● **Required work**:
Repeat the data in full. Every line must match.

- - - - - - -

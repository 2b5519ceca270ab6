// Copyright (c) 2021 Marco Boneberger
// Licensed under the EUPL-1.2-or-later

//! Constants describing the Kinova Jaco arm and its fingers.
use std::time::Duration;

/// Number of arm joints of a default Jaco.
pub const JACO_DEFAULT_ARM_NUM_JOINTS: usize = 7;

/// Number of fingers of the default Jaco hand.
pub const JACO_DEFAULT_ARM_NUM_FINGERS: usize = 3;

/// Period at which the Jaco driver publishes status messages.
pub const JACO_LCM_STATUS_PERIOD: Duration = Duration::from_millis(10);

/// The Kinova SDK reports finger positions from 0 (open) to 6800 (closed). The finger joints
/// of the Jaco description move from 0 to 1.51 \[rad\].
pub const FINGER_SDK_TO_URDF: f64 = 1.51 / 6800.;

/// Inverse of [`FINGER_SDK_TO_URDF`].
pub const FINGER_URDF_TO_SDK: f64 = 6800. / 1.51;

#[cfg(test)]
mod tests {
    use crate::kinova_jaco::jaco_constants::{FINGER_SDK_TO_URDF, FINGER_URDF_TO_SDK};

    #[test]
    fn finger_conversion_is_invertible() {
        assert!((FINGER_SDK_TO_URDF * FINGER_URDF_TO_SDK - 1.).abs() < 1e-12);
        assert!((6800. * FINGER_SDK_TO_URDF - 1.51).abs() < 1e-12);
    }
}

- - - - - - -

● **Output of the exercise**:
repository 2b5519ceca270ab6
// Copyright (c) 2021 Marco Boneberger
// Licensed under the EUPL-1.2-or-later

//! Constants describing the Kinova Jaco arm and its fingers.
use std::time::Duration;

/// Number of arm joints of a default Jaco.
pub const JACO_DEFAULT_ARM_NUM_JOINTS: usize = 7;

/// Number of fingers of the default Jaco hand.
pub const JACO_DEFAULT_ARM_NUM_FINGERS: usize = 3;

/// Period at which the Jaco driver publishes status messages.
pub const JACO_LCM_STATUS_PERIOD: Duration = Duration::from_millis(10);

/// The Kinova SDK reports finger positions from 0 (open) to 6800 (closed). The finger joints
/// of the Jaco description move from 0 to 1.51 \[rad\].
pub const FINGER_SDK_TO_URDF: f64 = 1.51 / 6800.;

/// Inverse of [`FINGER_SDK_TO_URDF`].
pub const FINGER_URDF_TO_SDK: f64 = 6800. / 1.51;

#[cfg(test)]
mod tests {
    use crate::kinova_jaco::jaco_constants::{FINGER_SDK_TO_URDF, FINGER_URDF_TO_SDK};

    #[test]
    fn finger_conversion_is_invertible() {
        assert!((FINGER_SDK_TO_URDF * FINGER_URDF_TO_SDK - 1.).abs() < 1e-12);
        assert!((6800. * FINGER_SDK_TO_URDF - 1.51).abs() < 1e-12);
    }
}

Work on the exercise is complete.